Source records START
//! Impact queries: dashboard KPIs, district breakdown, trends, and cost
//! projections.
//!
//! Counting happens in SQL with `GROUP BY`; medians are computed in Rust from
//! the fetched column via `skt_core::impact`.

use std::collections::HashMap;

use chrono::{DateTime, Duration, Utc};

use skt_core::enums::{BeneficiaryStatus, FundingRuleType, TargetMetric};
use skt_core::impact::{
    DashboardWindow, UNASSIGNED_DISTRICT, median, round2, target_percentage, trend_statuses,
};
use skt_core::responses::{
    Breakdown, CostKpis, CostLine, Dashboard, DashboardKpis, DistrictBreakdown, KpiProgress,
    MedianKpi, StatusCounts, TrendPoint, ValueKpi,
};

use crate::error::DatabaseError;
use crate::helpers::{fmt_ts, get_u64, now, parse_enum};
use crate::repos::beneficiary::BeneficiaryScope;
use crate::service::SktService;

/// Currency reported for the projected total.
const REPORTING_CURRENCY: &str = "INR";

/// Widest trend window, one century.
pub const MAX_TREND_DAYS: u32 = 36_500;

impl SktService {
    /// Dashboard for a programme. `scope` narrows every figure by district
    /// and institution; its status is ignored.
    pub async fn impact_dashboard(
        &self,
        programme_id: &str,
        window: DashboardWindow,
        scope: &BeneficiaryScope,
    ) -> Result<Dashboard, DatabaseError> {
        self.get_programme(programme_id).await?;
        let scope = BeneficiaryScope {
            status: None,
            ..scope.clone()
        };

        let targets: HashMap<TargetMetric, f64> = self
            .list_targets(programme_id)
            .await?
            .into_iter()
            .map(|t| (t.metric, t.target_value))
            .collect();
        let target = |metric| targets.get(&metric).copied().unwrap_or(0.0);
        let kpi = |value: u64, metric| KpiProgress {
            value,
            target: target(metric),
            percentage: target_percentage(value, target(metric)),
        };

        let counts = self.status_counts(programme_id, &scope).await?;

        let mut scores = self
            .scoped_column(
                programme_id,
                &scope,
                "SELECT p.last_skillscore FROM progress_records p
                 JOIN beneficiaries b ON b.id = p.beneficiary_id
                 WHERE b.programme_id = ?1 AND p.last_skillscore IS NOT NULL",
            )
            .await?;
        let mut ctcs = self
            .scoped_column(
                programme_id,
                &scope,
                "SELECT pl.ctc FROM placement_records pl
                 JOIN beneficiaries b ON b.id = pl.beneficiary_id
                 WHERE b.programme_id = ?1 AND pl.ctc IS NOT NULL",
            )
            .await?;

        let kpis = DashboardKpis {
            trained: kpi(counts.trained(), TargetMetric::Trained),
            certified: kpi(counts.certified, TargetMetric::Certified),
            placed: kpi(counts.placed, TargetMetric::Placed),
            skillscore_uplift: MedianKpi {
                median: median(&mut scores).map_or(0.0, round2),
            },
            median_ctc: ValueKpi {
                value: median(&mut ctcs).map_or(0.0, f64::round),
            },
        };

        let by_district = self.district_breakdown(programme_id, &scope).await?;
        let trends = self
            .trend_points(programme_id, &scope, None, window.start(now()))
            .await?;

        Ok(Dashboard {
            period: window.as_str().to_string(),
            kpis,
            breakdown: Breakdown { by_district },
            trends,
        })
    }

    /// Projected payouts of the programme's active funding rules.
    pub async fn cost_kpis(&self, programme_id: &str) -> Result<CostKpis, DatabaseError> {
        self.get_programme(programme_id).await?;
        let rules = self.list_funding_rules(programme_id, true).await?;
        let counts = self
            .status_counts(programme_id, &BeneficiaryScope::default())
            .await?;

        let cost_breakdown: Vec<CostLine> = rules
            .into_iter()
            .map(|rule| {
                let eligible_count = match rule.rule_type {
                    FundingRuleType::PerCert => counts.certified,
                    FundingRuleType::PerPlacement | FundingRuleType::RetentionBonus => {
                        counts.placed
                    }
                };
                #[allow(clippy::cast_precision_loss)]
                let total_potential = eligible_count as f64 * rule.amount;
                CostLine {
                    rule_type: rule.rule_type,
                    amount_per_unit: rule.amount,
                    eligible_count,
                    total_potential,
                    currency: rule.currency,
                }
            })
            .collect();
        let total_potential_cost = cost_breakdown.iter().map(|l| l.total_potential).sum();

        Ok(CostKpis {
            cost_breakdown,
            total_potential_cost,
            currency: REPORTING_CURRENCY.to_string(),
        })
    }

    /// Daily enrolment counts over the last `days` days for the statuses a
    /// metric names (`TRAINED`, `CERTIFIED`, `PLACED`; anything else counts
    /// everyone).
    pub async fn trends(
        &self,
        programme_id: &str,
        metric: &str,
        days: u32,
    ) -> Result<Vec<TrendPoint>, DatabaseError> {
        if days > MAX_TREND_DAYS {
            return Err(DatabaseError::Validation(format!(
                "\"days\" must be less than or equal to {MAX_TREND_DAYS}"
            )));
        }
        self.get_programme(programme_id).await?;
        let start = now()
            .checked_sub_signed(Duration::days(i64::from(days)))
            .ok_or_else(|| DatabaseError::Validation("\"days\" is out of range".into()))?;
        self.trend_points(
            programme_id,
            &BeneficiaryScope::default(),
            trend_statuses(metric),
            start,
        )
        .await
    }

    /// Beneficiary counts per status within `scope`.
    pub async fn status_counts(
        &self,
        programme_id: &str,
        scope: &BeneficiaryScope,
    ) -> Result<StatusCounts, DatabaseError> {
        let mut params: Vec<libsql::Value> = vec![programme_id.into()];
        let scope_clause = scope.and_clause("", &mut params);
        let mut rows = self
            .db()
            .conn()
            .query(
                &format!(
                    "SELECT status, COUNT(*) FROM beneficiaries
                     WHERE programme_id = ?1{scope_clause} GROUP BY status"
                ),
                libsql::params_from_iter(params),
            )
            .await?;
        let mut counts = StatusCounts::default();
        while let Some(row) = rows.next().await? {
            let status: BeneficiaryStatus = parse_enum(&row.get::<String>(0)?)?;
            counts.add(status, get_u64(&row, 1)?);
        }
        Ok(counts)
    }

    /// Values of the single REAL column `sql` selects, with the scope applied
    /// to its `b.` beneficiary join.
    async fn scoped_column(
        &self,
        programme_id: &str,
        scope: &BeneficiaryScope,
        sql: &str,
    ) -> Result<Vec<f64>, DatabaseError> {
        let mut params: Vec<libsql::Value> = vec![programme_id.into()];
        let scope_clause = scope.and_clause("b.", &mut params);
        let mut rows = self
            .db()
            .conn()
            .query(
                &format!("{sql}{scope_clause}"),
                libsql::params_from_iter(params),
            )
            .await?;
        let mut values = Vec::new();
        while let Some(row) = rows.next().await? {
            values.push(row.get::<f64>(0)?);
        }
        Ok(values)
    }

    async fn district_breakdown(
        &self,
        programme_id: &str,
        scope: &BeneficiaryScope,
    ) -> Result<Vec<DistrictBreakdown>, DatabaseError> {
        let mut params: Vec<libsql::Value> =
            vec![programme_id.into(), UNASSIGNED_DISTRICT.into()];
        let scope_clause = scope.and_clause("", &mut params);
        let mut rows = self
            .db()
            .conn()
            .query(
                &format!(
                    "SELECT coalesce(nullif(district, ''), ?2) AS code,
                            SUM(status = 'CERTIFIED'), SUM(status = 'PLACED')
                     FROM beneficiaries
                     WHERE programme_id = ?1 AND status IN ('CERTIFIED', 'PLACED'){scope_clause}
                     GROUP BY code
                     ORDER BY 2 DESC, code ASC"
                ),
                libsql::params_from_iter(params),
            )
            .await?;
        let mut breakdown = Vec::new();
        while let Some(row) = rows.next().await? {
            breakdown.push(DistrictBreakdown {
                code: row.get(0)?,
                certified: get_u64(&row, 1)?,
                placed: get_u64(&row, 2)?,
            });
        }
        Ok(breakdown)
    }

    async fn trend_points(
        &self,
        programme_id: &str,
        scope: &BeneficiaryScope,
        statuses: Option<&[BeneficiaryStatus]>,
        start: DateTime<Utc>,
    ) -> Result<Vec<TrendPoint>, DatabaseError> {
        let mut params: Vec<libsql::Value> = vec![programme_id.into(), fmt_ts(start).into()];
        let mut scope_clause = scope.and_clause("", &mut params);
        if let Some(statuses) = statuses {
            let mut placeholders = Vec::with_capacity(statuses.len());
            for status in statuses {
                params.push(status.as_str().into());
                placeholders.push(format!("?{}", params.len()));
            }
            scope_clause.push_str(&format!(" AND status IN ({})", placeholders.join(", ")));
        }

        let mut rows = self
            .db()
            .conn()
            .query(
                &format!(
                    "SELECT substr(enrolled_at, 1, 10) AS day, COUNT(*) FROM beneficiaries
                     WHERE programme_id = ?1 AND enrolled_at >= ?2{scope_clause}
                     GROUP BY day ORDER BY day ASC"
                ),
                libsql::params_from_iter(params),
            )
            .await?;
        let mut points = Vec::new();
        while let Some(row) = rows.next().await? {
            points.push(TrendPoint {
                date: row.get(0)?,
                count: get_u64(&row, 1)?,
            });
        }
        Ok(points)
    }
}
//! Funding rule repository.

use skt_core::audit_detail::FundingRuleDetail;
use skt_core::entities::FundingRule;
use skt_core::enums::{AuditAction, ResourceType};
use skt_core::ids::PREFIX_FUNDING_RULE;
use skt_core::validation::NewFundingRule;

use crate::error::DatabaseError;
use crate::helpers::{fmt_ts, get_bool, now, parse_datetime, parse_enum, parse_json, to_json_text};
use crate::repos::audit::{Actor, AuditRecord};
use crate::service::SktService;

const SELECT_COLS: &str =
    "id, programme_id, rule_type, amount, currency, conditions, active, created_at, updated_at";

fn row_to_funding_rule(row: &libsql::Row) -> Result<FundingRule, DatabaseError> {
    Ok(FundingRule {
        id: row.get(0)?,
        programme_id: row.get(1)?,
        rule_type: parse_enum(&row.get::<String>(2)?)?,
        amount: row.get(3)?,
        currency: row.get(4)?,
        conditions: parse_json(&row.get::<String>(5)?)?,
        active: get_bool(row, 6)?,
        created_at: parse_datetime(&row.get::<String>(7)?)?,
        updated_at: parse_datetime(&row.get::<String>(8)?)?,
    })
}

impl SktService {
    pub async fn add_funding_rule(
        &self,
        programme_id: &str,
        new: NewFundingRule,
        actor: &Actor,
    ) -> Result<FundingRule, DatabaseError> {
        self.get_programme(programme_id).await?;

        let now = now();
        let id = self.db().generate_id(PREFIX_FUNDING_RULE).await?;
        self.db()
            .conn()
            .execute(
                "INSERT INTO funding_rules (id, programme_id, rule_type, amount, currency, conditions, active, created_at, updated_at)
                 VALUES (?1, ?2, ?3, ?4, ?5, ?6, ?7, ?8, ?9)",
                libsql::params![
                    id.as_str(),
                    programme_id,
                    new.rule_type.as_str(),
                    new.amount,
                    new.currency.as_str(),
                    to_json_text(&new.conditions)?,
                    i64::from(new.active),
                    fmt_ts(now),
                    fmt_ts(now)
                ],
            )
            .await?;

        let rule = FundingRule {
            id: id.clone(),
            programme_id: programme_id.to_string(),
            rule_type: new.rule_type,
            amount: new.amount,
            currency: new.currency,
            conditions: new.conditions,
            active: new.active,
            created_at: now,
            updated_at: now,
        };

        self.record_audit(
            actor,
            AuditRecord {
                programme_id: Some(programme_id),
                action: AuditAction::AddFundingRule,
                resource_type: ResourceType::FundingRule,
                resource_id: Some(&id),
                meta: FundingRuleDetail {
                    rule_type: rule.rule_type,
                    amount: rule.amount,
                },
            },
        )
        .await?;

        Ok(rule)
    }

    /// Funding rules of a programme, oldest first. `active_only` hides
    /// deactivated rules.
    pub async fn list_funding_rules(
        &self,
        programme_id: &str,
        active_only: bool,
    ) -> Result<Vec<FundingRule>, DatabaseError> {
        let filter = if active_only { " AND active = 1" } else { "" };
        let mut rows = self
            .db()
            .conn()
            .query(
                &format!(
                    "SELECT {SELECT_COLS} FROM funding_rules WHERE programme_id = ?1{filter}
                     ORDER BY created_at ASC, rowid ASC"
                ),
                [programme_id],
            )
            .await?;
        let mut rules = Vec::new();
        while let Some(row) = rows.next().await? {
            rules.push(row_to_funding_rule(&row)?);
        }
        Ok(rules)
    }
}
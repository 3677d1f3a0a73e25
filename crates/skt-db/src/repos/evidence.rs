//! Evidence bundle repository: requests, lazy expiry, download gating.

use chrono::Duration;

use skt_core::audit_detail::{EvidenceDownloadedDetail, EvidenceRequestedDetail};
use skt_core::entities::{EvidenceBundle, EvidenceItem};
use skt_core::enums::{AuditAction, EvidenceStatus, EvidenceType, ResourceType};
use skt_core::ids::PREFIX_EVIDENCE;
use skt_core::responses::{EvidenceDownload, Page, PageRequest, Pagination};
use skt_core::validation::NewEvidenceBundle;

use crate::error::DatabaseError;
use crate::helpers::{
    fmt_ts, get_opt_string, get_u64, now, parse_datetime, parse_enum, parse_json, sql_int,
    to_json_text,
};
use crate::repos::audit::{Actor, AuditRecord};
use crate::service::SktService;

const SELECT_COLS: &str = "id, programme_id, beneficiary_id, type, items, generated_at, \
     requested_by, expires_at, status, download_count, file_size, error_message";

fn row_to_bundle(row: &libsql::Row) -> Result<EvidenceBundle, DatabaseError> {
    let download_count = get_u64(row, 9)?;
    Ok(EvidenceBundle {
        id: row.get(0)?,
        programme_id: row.get(1)?,
        beneficiary_id: get_opt_string(row, 2)?,
        bundle_type: parse_enum(&row.get::<String>(3)?)?,
        items: parse_json(&row.get::<String>(4)?)?,
        generated_at: parse_datetime(&row.get::<String>(5)?)?,
        requested_by: row.get(6)?,
        expires_at: parse_datetime(&row.get::<String>(7)?)?,
        status: parse_enum(&row.get::<String>(8)?)?,
        download_count: u32::try_from(download_count).unwrap_or(u32::MAX),
        file_size: row
            .get::<Option<i64>>(10)?
            .map(|size| u64::try_from(size).unwrap_or_default()),
        error_message: get_opt_string(row, 11)?,
    })
}

/// Filter criteria for evidence bundle listings.
#[derive(Debug, Default, Clone)]
pub struct EvidenceFilter {
    /// `None` lists bundles of every programme.
    pub programme_id: Option<String>,
    pub status: Option<EvidenceStatus>,
    pub bundle_type: Option<EvidenceType>,
}

/// Path clients fetch a ready bundle's content from.
fn download_url(bundle_id: &str) -> String {
    format!("/api/evidence/download-file/{bundle_id}")
}

impl SktService {
    /// Record a bundle request in GENERATING state. The caller starts the
    /// generation job.
    pub async fn request_evidence_bundle(
        &self,
        programme_id: &str,
        new: NewEvidenceBundle,
        actor: &Actor,
    ) -> Result<EvidenceBundle, DatabaseError> {
        self.get_programme(programme_id).await?;

        let now = now();
        let expires_at = now + Duration::days(i64::from(new.expires_in_days));
        let id = self.db().generate_id(PREFIX_EVIDENCE).await?;
        self.db()
            .conn()
            .execute(
                "INSERT INTO evidence_bundles (id, programme_id, beneficiary_id, type, items, generated_at, requested_by, expires_at, status, download_count)
                 VALUES (?1, ?2, ?3, ?4, '[]', ?5, ?6, ?7, ?8, 0)",
                libsql::params![
                    id.as_str(),
                    programme_id,
                    new.beneficiary_id.as_deref(),
                    new.bundle_type.as_str(),
                    fmt_ts(now),
                    new.requested_by.as_str(),
                    fmt_ts(expires_at),
                    EvidenceStatus::Generating.as_str()
                ],
            )
            .await?;

        let bundle = EvidenceBundle {
            id: id.clone(),
            programme_id: programme_id.to_string(),
            beneficiary_id: new.beneficiary_id,
            bundle_type: new.bundle_type,
            items: Vec::new(),
            generated_at: now,
            requested_by: new.requested_by,
            expires_at,
            status: EvidenceStatus::Generating,
            download_count: 0,
            file_size: None,
            error_message: None,
        };

        self.record_audit(
            actor,
            AuditRecord {
                programme_id: Some(programme_id),
                action: AuditAction::GenerateEvidenceBundle,
                resource_type: ResourceType::EvidenceBundle,
                resource_id: Some(&id),
                meta: EvidenceRequestedDetail {
                    bundle_type: bundle.bundle_type,
                    beneficiary_id: bundle.beneficiary_id.clone(),
                    expires_in_days: new.expires_in_days,
                },
            },
        )
        .await?;

        Ok(bundle)
    }

    /// Fetch a bundle as stored, without the expiry check.
    pub(crate) async fn fetch_evidence_bundle(
        &self,
        id: &str,
    ) -> Result<EvidenceBundle, DatabaseError> {
        let mut rows = self
            .db()
            .conn()
            .query(
                &format!("SELECT {SELECT_COLS} FROM evidence_bundles WHERE id = ?1"),
                [id],
            )
            .await?;
        let row = rows
            .next()
            .await?
            .ok_or_else(|| DatabaseError::not_found("Evidence bundle"))?;
        row_to_bundle(&row)
    }

    /// Fetch a bundle. A READY bundle past its expiry is flipped to EXPIRED.
    pub async fn get_evidence_bundle(&self, id: &str) -> Result<EvidenceBundle, DatabaseError> {
        let mut bundle = self.fetch_evidence_bundle(id).await?;
        if bundle.status == EvidenceStatus::Ready && bundle.is_expired_at(now()) {
            self.set_evidence_status(&bundle, EvidenceStatus::Expired, None)
                .await?;
            bundle.status = EvidenceStatus::Expired;
        }
        Ok(bundle)
    }

    /// Hand out the download location of a READY, unexpired bundle and count
    /// the download.
    pub async fn download_evidence_bundle(
        &self,
        id: &str,
        actor: &Actor,
    ) -> Result<EvidenceDownload, DatabaseError> {
        let bundle = self.fetch_evidence_bundle(id).await?;
        match bundle.status {
            EvidenceStatus::Ready if bundle.is_expired_at(now()) => {
                self.set_evidence_status(&bundle, EvidenceStatus::Expired, None)
                    .await?;
                return Err(expired());
            }
            EvidenceStatus::Ready => {}
            EvidenceStatus::Expired => return Err(expired()),
            EvidenceStatus::Generating | EvidenceStatus::Failed => {
                return Err(DatabaseError::InvalidState(
                    "Bundle is not ready for download".into(),
                ));
            }
        }

        self.db()
            .conn()
            .execute(
                "UPDATE evidence_bundles SET download_count = download_count + 1 WHERE id = ?1",
                [id],
            )
            .await?;
        let download_count = bundle.download_count.saturating_add(1);

        self.record_audit(
            actor,
            AuditRecord {
                programme_id: Some(&bundle.programme_id),
                action: AuditAction::DownloadEvidenceBundle,
                resource_type: ResourceType::EvidenceBundle,
                resource_id: Some(id),
                meta: EvidenceDownloadedDetail { download_count },
            },
        )
        .await?;

        Ok(EvidenceDownload {
            download_url: download_url(id),
            expires_at: bundle.expires_at,
            download_count,
        })
    }

    /// Bundles newest first.
    pub async fn list_evidence_bundles(
        &self,
        filter: &EvidenceFilter,
        page: PageRequest,
    ) -> Result<Page<EvidenceBundle>, DatabaseError> {
        let mut conditions = Vec::new();
        let mut params: Vec<libsql::Value> = Vec::new();
        if let Some(ref programme_id) = filter.programme_id {
            params.push(programme_id.clone().into());
            conditions.push(format!("programme_id = ?{}", params.len()));
        }
        if let Some(status) = filter.status {
            params.push(status.as_str().into());
            conditions.push(format!("status = ?{}", params.len()));
        }
        if let Some(bundle_type) = filter.bundle_type {
            params.push(bundle_type.as_str().into());
            conditions.push(format!("type = ?{}", params.len()));
        }
        let where_clause = if conditions.is_empty() {
            String::new()
        } else {
            format!("WHERE {}", conditions.join(" AND "))
        };

        let mut rows = self
            .db()
            .conn()
            .query(
                &format!("SELECT COUNT(*) FROM evidence_bundles {where_clause}"),
                libsql::params_from_iter(params.clone()),
            )
            .await?;
        let total = match rows.next().await? {
            Some(row) => get_u64(&row, 0)?,
            None => 0,
        };

        let sql = format!(
            "SELECT {SELECT_COLS} FROM evidence_bundles {where_clause}
             ORDER BY generated_at DESC, rowid DESC LIMIT {} OFFSET {}",
            page.limit,
            sql_int(page.offset())
        );
        let mut rows = self
            .db()
            .conn()
            .query(&sql, libsql::params_from_iter(params))
            .await?;
        let mut items = Vec::new();
        while let Some(row) = rows.next().await? {
            items.push(row_to_bundle(&row)?);
        }

        Ok(Page {
            items,
            pagination: Pagination::new(page.page, page.limit, total),
        })
    }

    /// Store generated items and mark the bundle READY.
    pub(crate) async fn mark_evidence_ready(
        &self,
        bundle: &EvidenceBundle,
        items: &[EvidenceItem],
        file_size: u64,
    ) -> Result<(), DatabaseError> {
        check_evidence_transition(bundle, EvidenceStatus::Ready)?;
        self.db()
            .conn()
            .execute(
                "UPDATE evidence_bundles SET status = ?1, items = ?2, file_size = ?3 WHERE id = ?4",
                libsql::params![
                    EvidenceStatus::Ready.as_str(),
                    to_json_text(items)?,
                    sql_int(file_size),
                    bundle.id.as_str()
                ],
            )
            .await?;
        Ok(())
    }

    pub(crate) async fn set_evidence_status(
        &self,
        bundle: &EvidenceBundle,
        next: EvidenceStatus,
        error_message: Option<&str>,
    ) -> Result<(), DatabaseError> {
        check_evidence_transition(bundle, next)?;
        self.db()
            .conn()
            .execute(
                "UPDATE evidence_bundles SET status = ?1, error_message = coalesce(?2, error_message) WHERE id = ?3",
                libsql::params![next.as_str(), error_message, bundle.id.as_str()],
            )
            .await?;
        Ok(())
    }
}

fn expired() -> DatabaseError {
    DatabaseError::Expired("Bundle has expired".into())
}

fn check_evidence_transition(
    bundle: &EvidenceBundle,
    next: EvidenceStatus,
) -> Result<(), DatabaseError> {
    if bundle.status.can_transition_to(next) {
        Ok(())
    } else {
        Err(DatabaseError::InvalidState(format!(
            "Evidence bundle cannot move from {} to {next}",
            bundle.status
        )))
    }
}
Source records END
• _Problem to work on_:
Give back every line of the listing where the word "first" shows up.

• _Solved problem_:
    /// Funding rules of a programme, oldest first. `active_only` hides
    /// Bundles newest first.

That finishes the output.